Considering the entries that follow, report how many lines include the string "probes", giving the number alone.

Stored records
____________
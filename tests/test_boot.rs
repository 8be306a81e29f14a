//! End-to-end boot tests against the public API and the shipped config.

use std::path::Path;
use std::sync::Arc;
use std::time::Duration;

use nexus_loader::builtin::{self, CacheService, ChatUnit, DatabaseService};
use nexus_loader::core::config;
use nexus_loader::lifecycle::{HookFuture, InitArgs, Service, Status};
use nexus_loader::loader::{
    Catalog, Dependencies, Dependency, DependencyGraph, Host, LoaderSettings, Orchestrator, Unit,
};
use nexus_loader::LoaderError;

fn shipped_config() -> config::Config {
    config::load_from(Path::new("config/default.toml"), None, None).unwrap()
}

#[test]
fn test_default_config_parses() {
    let cfg = shipped_config();
    assert_eq!(cfg.bot_name, "nexus");
    assert!(cfg.service_enabled("database"));
    assert!(cfg.service_enabled("cache"));
    assert!(cfg.unit_enabled("chat"));
    assert_eq!(cfg.service_options("database")["pool_size"].as_integer(), Some(4));
}

#[tokio::test]
async fn test_boot_with_default_config() {
    let cfg = shipped_config();
    let mut orch = Orchestrator::new(builtin::catalog(), LoaderSettings::from_config(&cfg));
    builtin::register_services(&mut orch, &cfg).unwrap();
    let host = Host::new(cfg.bot_name.clone());

    let plan = orch.load_all(&host).await.unwrap();

    assert_eq!(plan.order, vec!["memory", "chat"]);
    assert_eq!(plan.levels.len(), 2);
    for name in ["database", "cache", "memory", "chat"] {
        assert_eq!(orch.get_service(name).unwrap().status(), Status::Running, "{name}");
    }

    let db = orch.service::<DatabaseService>("database").unwrap();
    assert_eq!(db.url().as_deref(), Some("memory://nexus"));
    let cache = orch.service::<CacheService>("cache").unwrap();
    assert_eq!(cache.get(ChatUnit::READY_KEY).as_deref(), Some("nexus"));

    let health = orch.health_check().await;
    assert_eq!(health.len(), 4);
    assert!(health.values().all(|h| h.is_healthy()));
    assert_eq!(health["database"].details.as_ref().unwrap()["connected"], true);

    let report = orch.stop_all().await;
    assert!(report.is_clean());
    assert_eq!(report.stopped, vec!["chat", "memory", "database", "cache"]);
    assert!(!db.is_connected());
    assert!(cache.is_empty());
}

#[tokio::test]
async fn test_disabled_chat_unit_is_skipped() {
    let mut cfg = shipped_config();
    cfg.disabled_units.insert("chat".into());
    let mut orch = Orchestrator::new(builtin::catalog(), LoaderSettings::from_config(&cfg));
    builtin::register_services(&mut orch, &cfg).unwrap();

    let plan = orch.load_all(&Host::new("nexus")).await.unwrap();

    assert_eq!(plan.order, vec!["memory"]);
    assert!(orch.get_unit("chat").is_err());
    orch.stop_all().await;
}

#[tokio::test]
async fn test_bad_service_options_abort_boot() {
    let mut cfg = shipped_config();
    let db = cfg.services.get_mut("database").unwrap();
    db.options.insert("pool_size".into(), toml::Value::Integer(-1));
    let mut orch = Orchestrator::new(builtin::catalog(), LoaderSettings::from_config(&cfg));
    builtin::register_services(&mut orch, &cfg).unwrap();

    let err = orch.load_all(&Host::new("nexus")).await.unwrap_err();

    assert!(matches!(err, LoaderError::Lifecycle { ref service, .. } if service == "database"));
    assert_eq!(orch.get_service("database").unwrap().status(), Status::Error);
    assert_eq!(orch.get_service("chat").unwrap().status(), Status::Uninitialized);
    assert!(orch.running_order().is_empty());
}

#[test]
fn test_graph_levels_for_independent_units() {
    let mut graph = DependencyGraph::new();
    graph.register("db", Vec::<String>::new()).unwrap();
    graph.register("cache", Vec::<String>::new()).unwrap();
    graph.register("chat", ["db_conn", "cache_conn"]).unwrap();
    graph.register_provider("db", "db_conn").unwrap();
    graph.register_provider("cache", "cache_conn").unwrap();

    let order = graph.resolve_order().unwrap();
    let levels = graph.group_by_level(&order).unwrap();

    assert_eq!(order.last().map(String::as_str), Some("chat"));
    assert_eq!(levels.len(), 2);
    assert!(levels[0].contains("db") && levels[0].contains("cache"));
    assert!(levels[1].contains("chat"));
}

// ── custom units through the public API ───────────────────────────────────────

struct Greeter;

impl Unit for Greeter {
    fn name(&self) -> &str {
        "greeter"
    }

    fn dependencies(&self) -> Vec<Dependency> {
        vec![Dependency::of::<Clock>("clock")]
    }

    fn setup<'a>(&'a self, _host: &'a Host, deps: Dependencies) -> HookFuture<'a, ()> {
        Box::pin(async move {
            let clock = deps.require::<Clock>("clock")?;
            clock.ticks.fetch_add(1, std::sync::atomic::Ordering::SeqCst);
            Ok(())
        })
    }
}

#[derive(Default)]
struct Clock {
    ticks: std::sync::atomic::AtomicUsize,
}

impl Service for Clock {
    fn initialize(&self, args: InitArgs) -> HookFuture<'_, ()> {
        Box::pin(async move {
            if args.options.contains_key("broken") {
                return Err("clock is broken".into());
            }
            Ok(())
        })
    }
}

#[tokio::test]
async fn test_custom_unit_receives_typed_service() {
    let catalog = Catalog::new().with(|| Box::new(Greeter) as Box<dyn Unit>);
    let settings = LoaderSettings { health_check_interval: Duration::from_secs(5), ..Default::default() };
    let mut orch = Orchestrator::new(catalog, settings);
    let clock = Arc::new(Clock::default());
    orch.register_service("clock", Arc::clone(&clock), Default::default()).unwrap();

    orch.load_all(&Host::new("t")).await.unwrap();

    assert_eq!(clock.ticks.load(std::sync::atomic::Ordering::SeqCst), 1);
    assert_eq!(orch.running_order(), vec!["clock", "greeter"]);
    let report = orch.stop_all().await;
    assert_eq!(report.stopped, vec!["greeter", "clock"]);
}

#[tokio::test(start_paused = true)]
async fn test_probe_results_appear_after_interval() {
    let catalog = Catalog::new();
    let settings = LoaderSettings { health_check_interval: Duration::from_secs(5), ..Default::default() };
    let mut orch = Orchestrator::new(catalog, settings);
    orch.register_service("clock", Arc::new(Clock::default()), Default::default()).unwrap();
    orch.load_all(&Host::new("t")).await.unwrap();
    assert!(orch.health_snapshot().await.is_empty());

    tokio::time::sleep(Duration::from_secs(6)).await;

    let snapshot = orch.health_snapshot().await;
    assert_eq!(snapshot.len(), 1);
    assert_eq!(snapshot[0].service, "clock");
    assert!(snapshot[0].healthy);

    orch.stop_all().await;
    assert!(orch.health_snapshot().await.is_empty());
}
//! Orchestrator — boots services and units in dependency order and tears
//! them down in reverse.
//!
//! # Boot
//!
//! 1. Discover units from the [`Catalog`] (once).
//! 2. Build the [`DependencyGraph`] and compute order and levels. Missing
//!    dependencies, cycles and ambiguous providers fail here, before any
//!    hook runs.
//! 3. Bring every registered service up, all at once.
//! 4. For each unit level: resolve dependencies and bring every member up
//!    concurrently; join the whole level before starting the next one.
//!
//! Any failure stops further levels, tears down whatever already reached
//! RUNNING, and returns the original error.
//!
//! # Teardown
//!
//! [`Orchestrator::stop_all`] stops records in the exact reverse of the
//! order they reached RUNNING. A failing stop is reported, not allowed to
//! block the rest.

use std::collections::{BTreeMap, HashMap, HashSet};
use std::sync::{Arc, Mutex, PoisonError};
use std::time::Duration;

use futures_util::future::join_all;
use tracing::{debug, error, info, warn};

use crate::core::config::{Config, ServiceOptions};
use crate::core::error::LoaderError;
use crate::lifecycle::{
    HealthRegistry, HookFuture, InitArgs, ManagedService, ProbeResult, Service, ServiceHealth,
    Status,
};
use crate::loader::discovery::{self, Catalog};
use crate::loader::graph::{DependencyGraph, Level};
use crate::loader::host::Host;
use crate::loader::unit::{Capability, Dependencies, Unit};

// ── Settings ──────────────────────────────────────────────────────────────────

/// Knobs the orchestrator takes from configuration.
#[derive(Debug, Clone)]
pub struct LoaderSettings {
    pub health_check_interval: Duration,
    pub disabled_units: HashSet<String>,
}

impl Default for LoaderSettings {
    fn default() -> Self {
        Self { health_check_interval: Duration::from_secs(30), disabled_units: HashSet::new() }
    }
}

impl LoaderSettings {
    pub fn from_config(config: &Config) -> Self {
        Self {
            health_check_interval: config.health_check_interval,
            disabled_units: config.disabled_units.clone(),
        }
    }
}
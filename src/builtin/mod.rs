//! Built-in catalog — the services and units the `nexus` binary boots.
//!
//! - **services** — `database` and `cache` in-memory stand-ins.
//! - **units** — `memory` (provides `short_term_memory`) and `chat`.

pub mod services;
pub mod units;

use std::sync::Arc;

use tracing::info;

use crate::core::config::Config;
use crate::core::error::LoaderError;
use crate::loader::{Catalog, Orchestrator};

pub use services::{CacheService, DatabaseService};
pub use units::{ChatUnit, MemoryUnit, SHORT_TERM_MEMORY, ShortTermMemory};

/// Static registration list of built-in units.
pub fn catalog() -> Catalog {
    Catalog::from_fns(&[units::memory_unit, units::chat_unit])
}

/// Register the built-in services that `config` leaves enabled.
pub fn register_services(orch: &mut Orchestrator, config: &Config) -> Result<(), LoaderError> {
    if config.service_enabled("database") {
        orch.register_service("database", Arc::new(DatabaseService::new()), config.service_options("database"))?;
    } else {
        info!(service = "database", "service disabled by config");
    }
    if config.service_enabled("cache") {
        orch.register_service("cache", Arc::new(CacheService::new()), config.service_options("cache"))?;
    } else {
        info!(service = "cache", "service disabled by config");
    }
    Ok(())
}

#[cfg(test)]
mod tests {
    use super::*;
    use crate::core::config::ServiceConfig;
    use crate::loader::{Host, LoaderSettings};

    #[tokio::test]
    async fn builtin_catalog_boots_and_stops() {
        let config = Config::test_default();
        let mut orch = Orchestrator::new(catalog(), LoaderSettings::from_config(&config));
        register_services(&mut orch, &config).unwrap();

        let plan = orch.load_all(&Host::new("nexus")).await.unwrap();

        assert_eq!(plan.order, vec!["memory", "chat"]);
        let cache = orch.service::<CacheService>("cache").unwrap();
        assert_eq!(cache.get(ChatUnit::READY_KEY).as_deref(), Some("nexus"));

        let report = orch.stop_all().await;
        assert!(report.is_clean());
        assert_eq!(report.stopped, vec!["chat", "memory", "database", "cache"]);
    }

    #[tokio::test]
    async fn disabling_a_required_service_fails_boot() {
        let mut config = Config::test_default();
        config
            .services
            .insert("cache".into(), ServiceConfig { enabled: false, ..ServiceConfig::default() });
        let mut orch = Orchestrator::new(catalog(), LoaderSettings::from_config(&config));
        register_services(&mut orch, &config).unwrap();

        let err = orch.load_all(&Host::new("nexus")).await.unwrap_err();

        assert!(matches!(err, LoaderError::MissingDependency { ref dependency, .. } if dependency == "cache"));
    }
}
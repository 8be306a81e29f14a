//! Built-in units: `memory` and `chat`.

use std::collections::VecDeque;
use std::sync::{Arc, Mutex, OnceLock, PoisonError};

use tracing::info;

use super::services::{CacheService, DatabaseService};
use crate::core::error::BoxError;
use crate::lifecycle::HookFuture;
use crate::loader::{Capability, Dependencies, Dependency, Host, Provider, Unit};

pub const SHORT_TERM_MEMORY: &str = "short_term_memory";

// ── Memory ────────────────────────────────────────────────────────────────────

/// Bounded FIFO of recent conversation lines.
#[derive(Debug)]
pub struct ShortTermMemory {
    capacity: usize,
    lines: Mutex<VecDeque<String>>,
}

impl ShortTermMemory {
    pub fn new(capacity: usize) -> Self {
        Self { capacity, lines: Mutex::new(VecDeque::with_capacity(capacity)) }
    }

    pub fn push(&self, line: impl Into<String>) {
        let mut lines = self.lines.lock().unwrap_or_else(PoisonError::into_inner);
        if lines.len() == self.capacity {
            lines.pop_front();
        }
        lines.push_back(line.into());
    }

    /// Oldest first.
    pub fn recent(&self) -> Vec<String> {
        self.lines.lock().unwrap_or_else(PoisonError::into_inner).iter().cloned().collect()
    }

    pub fn clear(&self) {
        self.lines.lock().unwrap_or_else(PoisonError::into_inner).clear();
    }
}

/// Owns the process-wide [`ShortTermMemory`] and provides it to siblings.
pub struct MemoryUnit {
    store: Arc<ShortTermMemory>,
}

impl MemoryUnit {
    pub const CAPACITY: usize = 64;

    pub fn new() -> Self {
        Self { store: Arc::new(ShortTermMemory::new(Self::CAPACITY)) }
    }
}

impl Default for MemoryUnit {
    fn default() -> Self {
        Self::new()
    }
}

impl Provider for MemoryUnit {
    fn provides(&self) -> Vec<String> {
        vec![SHORT_TERM_MEMORY.to_string()]
    }

    fn get(&self, capability: &str) -> Option<Capability> {
        (capability == SHORT_TERM_MEMORY).then(|| Arc::clone(&self.store) as Capability)
    }
}

impl Unit for MemoryUnit {
    fn name(&self) -> &str {
        "memory"
    }

    fn setup<'a>(&'a self, _host: &'a Host, _deps: Dependencies) -> HookFuture<'a, ()> {
        Box::pin(async {
            info!(capacity = self.store.capacity, "short-term memory ready");
            Ok(())
        })
    }

    fn teardown(&self) -> HookFuture<'_, ()> {
        Box::pin(async {
            self.store.clear();
            Ok(())
        })
    }

    fn provider(&self) -> Option<&dyn Provider> {
        Some(self)
    }
}

// ── Chat ──────────────────────────────────────────────────────────────────────

struct ChatDeps {
    bot_name: String,
    database: Arc<DatabaseService>,
    cache: Arc<CacheService>,
    memory: Arc<ShortTermMemory>,
}

/// Echo-style chat front end wired to the database, cache and memory.
#[derive(Default)]
pub struct ChatUnit {
    deps: OnceLock<ChatDeps>,
}

impl ChatUnit {
    pub const READY_KEY: &'static str = "chat:ready";

    pub fn new() -> Self {
        Self::default()
    }

    /// Handle one message: remember it, log it, and cache the reply.
    pub fn handle(&self, message: &str) -> Result<String, BoxError> {
        let deps = self.deps.get().ok_or("chat is not set up")?;
        deps.memory.push(format!("user: {message}"));
        deps.database.execute("insert into messages")?;
        let reply = format!("[{}] {message}", deps.bot_name);
        deps.memory.push(format!("bot: {reply}"));
        deps.cache.set("chat:last_reply", reply.clone());
        Ok(reply)
    }
}

impl Unit for ChatUnit {
    fn name(&self) -> &str {
        "chat"
    }

    fn dependencies(&self) -> Vec<Dependency> {
        vec![
            Dependency::of::<DatabaseService>("database"),
            Dependency::of::<CacheService>("cache"),
            Dependency::of::<ShortTermMemory>(SHORT_TERM_MEMORY),
        ]
    }

    fn setup<'a>(&'a self, host: &'a Host, deps: Dependencies) -> HookFuture<'a, ()> {
        Box::pin(async move {
            let wired = ChatDeps {
                bot_name: host.bot_name.clone(),
                database: deps.require("database")?,
                cache: deps.require("cache")?,
                memory: deps.require(SHORT_TERM_MEMORY)?,
            };
            if self.deps.set(wired).is_err() {
                return Err("chat set up twice".into());
            }
            info!(bot = %host.bot_name, "chat wired");
            Ok(())
        })
    }

    fn start(&self) -> HookFuture<'_, ()> {
        Box::pin(async {
            let deps = self.deps.get().ok_or("chat is not set up")?;
            deps.cache.set(Self::READY_KEY, deps.bot_name.clone());
            deps.memory.push("bot: online");
            Ok(())
        })
    }

    fn teardown(&self) -> HookFuture<'_, ()> {
        Box::pin(async {
            if let Some(deps) = self.deps.get() {
                deps.cache.remove(Self::READY_KEY);
            }
            Ok(())
        })
    }
}

pub fn memory_unit() -> Box<dyn Unit> {
    Box::new(MemoryUnit::new())
}

pub fn chat_unit() -> Box<dyn Unit> {
    Box::new(ChatUnit::new())
}
#[cfg(test)]
mod tests {
    use super::*;
    use std::sync::atomic::{AtomicBool, AtomicUsize, Ordering};

    use crate::lifecycle::health::HealthRegistry;

    #[derive(Default)]
    struct Probe {
        inits: AtomicUsize,
        starts: AtomicUsize,
        stops: AtomicUsize,
        cleanups: AtomicUsize,
        probes: AtomicUsize,
        fail_init: AtomicBool,
        fail_stop: AtomicBool,
        fail_health: AtomicBool,
    }

    impl Service for Probe {
        fn initialize(&self, args: InitArgs) -> HookFuture<'_, ()> {
            Box::pin(async move {
                self.inits.fetch_add(1, Ordering::SeqCst);
                if self.fail_init.load(Ordering::SeqCst) {
                    return Err(format!("bad options: {:?}", args.options.keys().collect::<Vec<_>>()).into());
                }
                Ok(())
            })
        }

        fn start(&self) -> HookFuture<'_, ()> {
            Box::pin(async {
                self.starts.fetch_add(1, Ordering::SeqCst);
                Ok(())
            })
        }

        fn stop(&self) -> HookFuture<'_, ()> {
            Box::pin(async {
                self.stops.fetch_add(1, Ordering::SeqCst);
                if self.fail_stop.load(Ordering::SeqCst) {
                    return Err("socket already closed".into());
                }
                Ok(())
            })
        }

        fn cleanup(&self) -> HookFuture<'_, ()> {
            Box::pin(async {
                self.cleanups.fetch_add(1, Ordering::SeqCst);
                Ok(())
            })
        }

        fn health_check(&self) -> HookFuture<'_, serde_json::Value> {
            Box::pin(async {
                self.probes.fetch_add(1, Ordering::SeqCst);
                if self.fail_health.load(Ordering::SeqCst) {
                    return Err("ping timed out".into());
                }
                Ok(serde_json::json!({ "connections": 2 }))
            })
        }
    }

    fn managed(probe: Arc<Probe>, registry: &HealthRegistry) -> ManagedService {
        ManagedService::new("probe", probe, registry.reporter("probe"), Duration::from_secs(10))
    }

    fn args() -> InitArgs {
        InitArgs::new(Host::new("test"))
    }

    #[tokio::test]
    async fn happy_path_transitions() {
        let registry = HealthRegistry::new();
        let probe = Arc::new(Probe::default());
        let svc = managed(probe.clone(), &registry);

        assert_eq!(svc.status(), Status::Uninitialized);
        svc.initialize(args()).await.unwrap();
        assert_eq!(svc.status(), Status::Initialized);
        svc.start().await.unwrap();
        assert_eq!(svc.status(), Status::Running);
        assert!(svc.record().started_at.is_some());
        svc.stop().await.unwrap();
        assert_eq!(svc.status(), Status::Stopped);

        assert_eq!(probe.stops.load(Ordering::SeqCst), 1);
        assert_eq!(probe.cleanups.load(Ordering::SeqCst), 1);
        assert!(svc.record().uptime().is_none());
    }

    #[tokio::test]
    async fn initialize_twice_runs_hook_once() {
        let registry = HealthRegistry::new();
        let probe = Arc::new(Probe::default());
        let svc = managed(probe.clone(), &registry);

        svc.initialize(args()).await.unwrap();
        svc.initialize(args()).await.unwrap();

        assert_eq!(probe.inits.load(Ordering::SeqCst), 1);
        assert_eq!(svc.status(), Status::Initialized);
    }

    #[tokio::test]
    async fn start_when_running_is_noop() {
        let registry = HealthRegistry::new();
        let probe = Arc::new(Probe::default());
        let svc = managed(probe.clone(), &registry);
        svc.initialize(args()).await.unwrap();
        svc.start().await.unwrap();
        let started_at = svc.record().started_at;

        svc.start().await.unwrap();

        assert_eq!(probe.starts.load(Ordering::SeqCst), 1);
        assert_eq!(svc.status(), Status::Running);
        assert_eq!(svc.record().started_at, started_at);
        svc.stop().await.unwrap();
    }

    #[tokio::test]
    async fn start_before_initialize_is_noop() {
        let registry = HealthRegistry::new();
        let probe = Arc::new(Probe::default());
        let svc = managed(probe.clone(), &registry);

        svc.start().await.unwrap();

        assert_eq!(probe.starts.load(Ordering::SeqCst), 0);
        assert_eq!(svc.status(), Status::Uninitialized);
    }

    #[tokio::test]
    async fn stop_when_not_running_is_noop() {
        let registry = HealthRegistry::new();
        let probe = Arc::new(Probe::default());
        let svc = managed(probe.clone(), &registry);
        svc.initialize(args()).await.unwrap();

        svc.stop().await.unwrap();

        assert_eq!(probe.stops.load(Ordering::SeqCst), 0);
        assert_eq!(svc.status(), Status::Initialized);
    }

    #[tokio::test]
    async fn initialize_failure_records_error_and_propagates() {
        let registry = HealthRegistry::new();
        let probe = Arc::new(Probe::default());
        probe.fail_init.store(true, Ordering::SeqCst);
        let svc = managed(probe, &registry);

        let err = svc.initialize(args()).await.unwrap_err();

        assert!(matches!(err, LoaderError::Lifecycle { phase: Phase::Initialize, .. }));
        assert_eq!(svc.status(), Status::Error);
        assert!(svc.last_error().unwrap().contains("bad options"));
        // ERROR is terminal for start.
        svc.start().await.unwrap();
        assert_eq!(svc.status(), Status::Error);
    }

    #[tokio::test]
    async fn stop_failure_sets_error_and_skips_cleanup() {
        let registry = HealthRegistry::new();
        let probe = Arc::new(Probe::default());
        probe.fail_stop.store(true, Ordering::SeqCst);
        let svc = managed(probe.clone(), &registry);
        svc.initialize(args()).await.unwrap();
        svc.start().await.unwrap();

        let err = svc.stop().await.unwrap_err();

        assert!(err.to_string().contains("failed to stop"));
        assert_eq!(svc.status(), Status::Error);
        assert_eq!(probe.cleanups.load(Ordering::SeqCst), 0);
        assert!(!svc.is_probing());
    }

    #[tokio::test]
    async fn health_check_while_running_reports_uptime_and_details() {
        let registry = HealthRegistry::new();
        let probe = Arc::new(Probe::default());
        let svc = managed(probe, &registry);
        svc.initialize(args()).await.unwrap();
        svc.start().await.unwrap();

        let report = svc.health_check().await;

        assert_eq!(report.name, "probe");
        assert_eq!(report.status, Status::Running);
        assert!(report.uptime_secs.is_some());
        assert_eq!(report.details.unwrap()["connections"], 2);
        assert!(report.started_at.is_some());
        svc.stop().await.unwrap();
    }

    #[tokio::test]
    async fn failing_health_hook_never_changes_status() {
        let registry = HealthRegistry::new();
        let probe = Arc::new(Probe::default());
        probe.fail_health.store(true, Ordering::SeqCst);
        let svc = managed(probe, &registry);
        svc.initialize(args()).await.unwrap();
        svc.start().await.unwrap();

        let report = svc.health_check().await;

        assert_eq!(report.status, Status::Running);
        assert_eq!(report.message, "ping timed out");
        assert!(!report.is_healthy());
        assert_eq!(svc.status(), Status::Running);
        svc.stop().await.unwrap();
    }

    #[tokio::test(start_paused = true)]
    async fn probe_loop_runs_while_running_and_stops_on_stop() {
        let registry = HealthRegistry::new();
        let probe = Arc::new(Probe::default());
        let svc = managed(probe.clone(), &registry);
        svc.initialize(args()).await.unwrap();
        svc.start().await.unwrap();
        assert!(svc.is_probing());

        tokio::time::sleep(Duration::from_secs(25)).await;
        let probed = probe.probes.load(Ordering::SeqCst);
        assert_eq!(probed, 2);
        assert!(registry.reporter("probe").current().await.unwrap().healthy);

        svc.stop().await.unwrap();
        assert!(!svc.is_probing());
        assert!(registry.snapshot().await.is_empty());

        tokio::time::sleep(Duration::from_secs(60)).await;
        assert_eq!(probe.probes.load(Ordering::SeqCst), probed);
    }

    #[tokio::test(start_paused = true)]
    async fn probe_failures_are_cached_not_fatal() {
        let registry = HealthRegistry::new();
        let probe = Arc::new(Probe::default());
        probe.fail_health.store(true, Ordering::SeqCst);
        let svc = managed(probe, &registry);
        svc.initialize(args()).await.unwrap();
        svc.start().await.unwrap();

        tokio::time::sleep(Duration::from_secs(11)).await;

        let cached = registry.reporter("probe").current().await.unwrap();
        assert!(!cached.healthy);
        assert_eq!(cached.message, "ping timed out");
        assert_eq!(svc.status(), Status::Running);
        svc.stop().await.unwrap();
    }

    #[tokio::test(start_paused = true)]
    async fn zero_probe_interval_is_clamped() {
        let registry = HealthRegistry::new();
        let probe = Arc::new(Probe::default());
        let svc = ManagedService::new("probe", probe.clone(), registry.reporter("probe"), Duration::ZERO);
        svc.initialize(args()).await.unwrap();
        svc.start().await.unwrap();

        tokio::time::sleep(MIN_PROBE_INTERVAL * 3 + Duration::from_millis(10)).await;

        assert!(svc.is_probing());
        assert_eq!(probe.probes.load(Ordering::SeqCst), 3);
        svc.stop().await.unwrap();
    }

    #[tokio::test]
    async fn instance_downcasts_to_concrete_service() {
        let registry = HealthRegistry::new();
        let probe = Arc::new(Probe::default());
        let svc = managed(probe.clone(), &registry);

        let inst = svc.instance::<Probe>().unwrap();
        assert!(Arc::ptr_eq(&inst, &probe));
        assert!(svc.instance::<String>().is_none());
    }
}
____________
Exercise result
5